=== What to work on ===
The entries follow. Copy every line in which "basket" appears.

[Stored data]
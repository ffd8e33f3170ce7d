use std::time::Duration;

use sea_orm::{ConnectOptions, ConnectionTrait, Database, DatabaseConnection, DbErr, Schema};
use tracing::{debug, info};

use crate::config::AppConfig;
use crate::entities::{basket, order, settlement};

/// Type alias for a database connection pool
pub type DbPool = DatabaseConnection;

/// Establishes a connection pool to the database.
pub async fn establish_connection(config: &AppConfig) -> Result<DbPool, DbErr> {
    debug!(url = %config.database_url, "configuring database connection");

    let mut opt = ConnectOptions::new(config.database_url.clone());
    opt.max_connections(config.db_max_connections)
        .min_connections(config.db_min_connections)
        .connect_timeout(Duration::from_secs(30))
        .acquire_timeout(Duration::from_secs(8))
        .idle_timeout(Duration::from_secs(600))
        .sqlx_logging(false);

    let pool = Database::connect(opt).await?;

    info!(
        max_connections = config.db_max_connections,
        "database connection established"
    );

    Ok(pool)
}

/// Creates missing tables (with their unique constraints) from the entity
/// definitions. Used for development and test bootstrap; production schemas
/// are managed externally.
pub async fn ensure_schema(db: &DatabaseConnection) -> Result<(), DbErr> {
    let backend = db.get_database_backend();
    let schema = Schema::new(backend);

    let mut stmt = schema.create_table_from_entity(basket::Entity);
    stmt.if_not_exists();
    db.execute(backend.build(&stmt)).await?;

    let mut stmt = schema.create_table_from_entity(order::Entity);
    stmt.if_not_exists();
    db.execute(backend.build(&stmt)).await?;

    let mut stmt = schema.create_table_from_entity(settlement::Entity);
    stmt.if_not_exists();
    db.execute(backend.build(&stmt)).await?;

    info!("database schema ensured");
    Ok(())
}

=== Result of this exercise ===
use crate::entities::{basket, order, settlement};
    let mut stmt = schema.create_table_from_entity(basket::Entity);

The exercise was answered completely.